Sevigny worked several years as a photojournalist for the Associated Press in Mexico, and for the Miami office of EFE News, the official information agency of the government of Spain. He studied Enterprise and Investigative Reporting at the prestigious Poynter Institute for Media Studies in St. Petersburg, Florida.
Over the course of the last decade, John Sevigny has created projects ranging from gritty,hard-edged documentaries like his 2007 “Ladies’ Bar” series to far more sublime explorations of the spirit, mortality and existence found in his 2009 project called “El Muerto Pare el Santo”.
As an artist, Sevigny has shown his work in Europe, Mexico, Central America and the United States. He has given lectures and photography workshops in the Unites States, Mexico, and Central America. In 2010, he was Benedictine University’s Artist-in-Residence.
Sevigny has published essays on artists including Willem de Kooning, Francisco Goya, Anselm Kiefer, David Wajnorowicz, Jose Bedia, Ansel Adams, Caravaggio, and Roy De Cavara.
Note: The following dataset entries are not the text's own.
//! Tracked competitor entity

use sea_orm::entity::prelude::*;
use serde::{Deserialize, Serialize};

#[derive(Clone, Debug, PartialEq, Eq, DeriveEntityModel, Serialize, Deserialize)]
#[sea_orm(table_name = "competitors")]
pub struct Model {
    #[sea_orm(primary_key, auto_increment = false)]
    pub id: Uuid,

    #[sea_orm(column_type = "Text")]
    pub name: String,

    /// Slug key into the platform registry
    #[sea_orm(column_type = "Text")]
    pub platform_id: String,

    #[sea_orm(column_type = "Text")]
    pub handle: String,

    pub created_at: DateTimeWithTimeZone,
}

#[derive(Copy, Clone, Debug, EnumIter, DeriveRelation)]
pub enum Relation {
    #[sea_orm(
        belongs_to = "super::platform::Entity",
        from = "Column::PlatformId",
        to = "super::platform::Column::Id"
    )]
    Platform,
}

impl Related<super::platform::Entity> for Entity {
    fn to() -> RelationDef {
        Relation::Platform.def()
    }
}

impl ActiveModelBehavior for ActiveModel {}
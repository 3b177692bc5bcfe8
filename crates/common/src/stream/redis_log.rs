//! Redis Streams implementation of the event log

use super::{EventLog, StreamEntry};
use crate::errors::{AppError, Result};
use async_trait::async_trait;
use redis::aio::ConnectionManager;
use redis::streams::{StreamReadOptions, StreamReadReply};
use redis::{AsyncCommands, Client};
use std::time::Duration;
use tokio::sync::Mutex;
use tracing::debug;

/// Event log backed by Redis Streams
/// (XADD / XGROUP CREATE / XREADGROUP / XACK).
pub struct RedisEventLog {
    connection: Mutex<ConnectionManager>,
}

impl RedisEventLog {
    /// Connect to Redis; the connection manager reconnects on its own
    /// after transient failures.
    pub async fn new(url: &str) -> Result<Self> {
        let client = Client::open(url).map_err(|e| AppError::StreamError {
            message: format!("Failed to create Redis client: {}", e),
        })?;

        let connection = ConnectionManager::new(client)
            .await
            .map_err(|e| AppError::StreamError {
                message: format!("Failed to connect to Redis: {}", e),
            })?;

        Ok(Self {
            connection: Mutex::new(connection),
        })
    }
}

#[async_trait]
impl EventLog for RedisEventLog {
    async fn append(&self, stream: &str, fields: &[(String, String)]) -> Result<String> {
        let mut conn = self.connection.lock().await;

        let id: String = conn
            .xadd(stream, "*", fields)
            .await
            .map_err(|e| AppError::StreamError {
                message: format!("XADD to '{}' failed: {}", stream, e),
            })?;

        debug!(stream, entry_id = %id, "Appended entry");
        Ok(id)
    }

    async fn ensure_group(&self, stream: &str, group: &str) -> Result<()> {
        let mut conn = self.connection.lock().await;

        // "$" so the group starts at the tip; MKSTREAM creates the
        // stream when producers have not written to it yet.
        match conn
            .xgroup_create_mkstream::<_, _, _, ()>(stream, group, "$")
            .await
        {
            Ok(()) => {
                debug!(stream, group, "Consumer group created");
                Ok(())
            }
            Err(e) if e.code() == Some("BUSYGROUP") => {
                debug!(stream, group, "Consumer group already exists");
                Ok(())
            }
            Err(e) => Err(AppError::StreamError {
                message: format!("XGROUP CREATE on '{}' failed: {}", stream, e),
            }),
        }
    }

    async fn read_group(
        &self,
        streams: &[String],
        group: &str,
        consumer: &str,
        count: usize,
        block: Duration,
    ) -> Result<Vec<StreamEntry>> {
        let mut conn = self.connection.lock().await;

        let options = StreamReadOptions::default()
            .group(group, consumer)
            .count(count)
            .block(block.as_millis() as usize);

        // ">" asks for entries never delivered to this group
        let ids: Vec<&str> = streams.iter().map(|_| ">").collect();
        let keys: Vec<&str> = streams.iter().map(String::as_str).collect();

        let reply: StreamReadReply = conn
            .xread_options(&keys, &ids, &options)
            .await
            .map_err(|e| AppError::StreamError {
                message: format!("XREADGROUP failed: {}", e),
            })?;

        let mut entries = Vec::new();
        for key in reply.keys {
            for id in key.ids {
                let mut fields = Vec::with_capacity(id.map.len());
                for (name, value) in id.map {
                    let raw: String =
                        redis::from_redis_value(&value).map_err(|e| AppError::StreamError {
                            message: format!("Non-string field '{}' in '{}': {}", name, key.key, e),
                        })?;
                    fields.push((name, raw));
                }
                entries.push(StreamEntry {
                    stream: key.key.clone(),
                    id: id.id,
                    fields,
                });
            }
        }

        Ok(entries)
    }

    async fn ack(&self, stream: &str, group: &str, entry_id: &str) -> Result<()> {
        let mut conn = self.connection.lock().await;

        let _: i64 = conn
            .xack(stream, group, &[entry_id])
            .await
            .map_err(|e| AppError::StreamError {
                message: format!("XACK on '{}' failed: {}", stream, e),
            })?;

        Ok(())
    }
}
//! Platform registry entity
//!
//! Read-only from the session manager's perspective; rows are managed by
//! operations tooling.

use sea_orm::entity::prelude::*;
use serde::{Deserialize, Serialize};

#[derive(Clone, Debug, PartialEq, Eq, DeriveEntityModel, Serialize, Deserialize)]
#[sea_orm(table_name = "platforms")]
pub struct Model {
    /// Slug key, e.g. "instagram"
    #[sea_orm(primary_key, auto_increment = false, column_type = "Text")]
    pub id: String,

    #[sea_orm(column_type = "Text")]
    pub name: String,

    pub is_active: bool,
}

#[derive(Copy, Clone, Debug, EnumIter, DeriveRelation)]
pub enum Relation {
    #[sea_orm(has_many = "super::session::Entity")]
    Sessions,
}

impl Related<super::session::Entity> for Entity {
    fn to() -> RelationDef {
        Relation::Sessions.def()
    }
}

impl ActiveModelBehavior for ActiveModel {}
//! Metrics and observability utilities
//!
//! Provides Prometheus metrics with standardized naming conventions.

use metrics::{counter, describe_counter, describe_gauge, gauge, Unit};

/// Metrics prefix for all PulseGrid metrics
pub const METRICS_PREFIX: &str = "pulsegrid";

/// Register all metric descriptions
pub fn register_metrics() {
    // Session lifecycle metrics
    describe_counter!(
        format!("{}_sessions_created_total", METRICS_PREFIX),
        Unit::Count,
        "Total sessions created"
    );

    describe_counter!(
        format!("{}_sessions_rotated_total", METRICS_PREFIX),
        Unit::Count,
        "Total sessions rotated"
    );

    describe_counter!(
        format!("{}_sessions_invalidated_total", METRICS_PREFIX),
        Unit::Count,
        "Total sessions invalidated"
    );

    describe_counter!(
        format!("{}_sessions_expired_total", METRICS_PREFIX),
        Unit::Count,
        "Total sessions retired by the expiry sweep"
    );

    // Cache metrics
    describe_counter!(
        format!("{}_cache_hits_total", METRICS_PREFIX),
        Unit::Count,
        "Total cache hits"
    );

    describe_counter!(
        format!("{}_cache_misses_total", METRICS_PREFIX),
        Unit::Count,
        "Total cache misses"
    );

    // Bridge metrics
    describe_gauge!(
        format!("{}_clients_connected", METRICS_PREFIX),
        Unit::Count,
        "Currently connected WebSocket clients"
    );

    describe_counter!(
        format!("{}_stream_entries_total", METRICS_PREFIX),
        Unit::Count,
        "Total stream entries consumed"
    );

    describe_counter!(
        format!("{}_broadcasts_total", METRICS_PREFIX),
        Unit::Count,
        "Total envelopes delivered to clients"
    );

    describe_counter!(
        format!("{}_client_commands_total", METRICS_PREFIX),
        Unit::Count,
        "Total client commands handled"
    );

    describe_counter!(
        format!("{}_clients_dropped_total", METRICS_PREFIX),
        Unit::Count,
        "Clients disconnected by liveness or backpressure"
    );

    tracing::info!("Metrics registered");
}

/// Helper to record session lifecycle events
pub fn record_session_event(event: &'static str, platform: &str) {
    counter!(
        format!("{}_sessions_{}_total", METRICS_PREFIX, event),
        "platform" => platform.to_string()
    )
    .increment(1);
}

/// Helper to record cache metrics
pub fn record_cache(hit: bool, cache_name: &'static str) {
    if hit {
        counter!(
            format!("{}_cache_hits_total", METRICS_PREFIX),
            "cache" => cache_name
        )
        .increment(1);
    } else {
        counter!(
            format!("{}_cache_misses_total", METRICS_PREFIX),
            "cache" => cache_name
        )
        .increment(1);
    }
}

/// Helper to record a consumed stream entry
pub fn record_stream_entry(stream: &str) {
    counter!(
        format!("{}_stream_entries_total", METRICS_PREFIX),
        "stream" => stream.to_string()
    )
    .increment(1);
}

/// Helper to record envelope deliveries
pub fn record_broadcast(stream: &str, delivered: usize) {
    counter!(
        format!("{}_broadcasts_total", METRICS_PREFIX),
        "stream" => stream.to_string()
    )
    .increment(delivered as u64);
}

/// Helper to record a handled client command
pub fn record_client_command(command: &'static str) {
    counter!(
        format!("{}_client_commands_total", METRICS_PREFIX),
        "command" => command
    )
    .increment(1);
}

/// Helper to track the connected-client gauge
pub fn set_connected_clients(count: usize) {
    gauge!(format!("{}_clients_connected", METRICS_PREFIX)).set(count as f64);
}

/// Helper to record a dropped client
pub fn record_client_dropped(reason: &'static str) {
    counter!(
        format!("{}_clients_dropped_total", METRICS_PREFIX),
        "reason" => reason
    )
    .increment(1);
}

#[cfg(test)]
mod tests {
    use super::*;

    #[test]
    fn test_record_helpers_run() {
        record_session_event("created", "instagram");
        record_cache(true, "session");
        record_cache(false, "session");
        record_stream_entry("metrics.calculated");
        record_broadcast("metrics.calculated", 3);
        record_client_command("subscribe");
        set_connected_clients(2);
        record_client_dropped("backpressure");
        // Just verify the helpers run without panic
    }
}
His recent project, “Happyland” shows Central America as it struggles to break free from its war-torn past to survive in the modern age. Sevigny drew inspiration from the works of Caravaggio, French Post-Impressionists and Nabis painters, and literary sources ranging from Hemingway and the Beat writers, to Latin American writers Roque Dalton, Juan Rulfo, and Gabriel Garcia Marquez.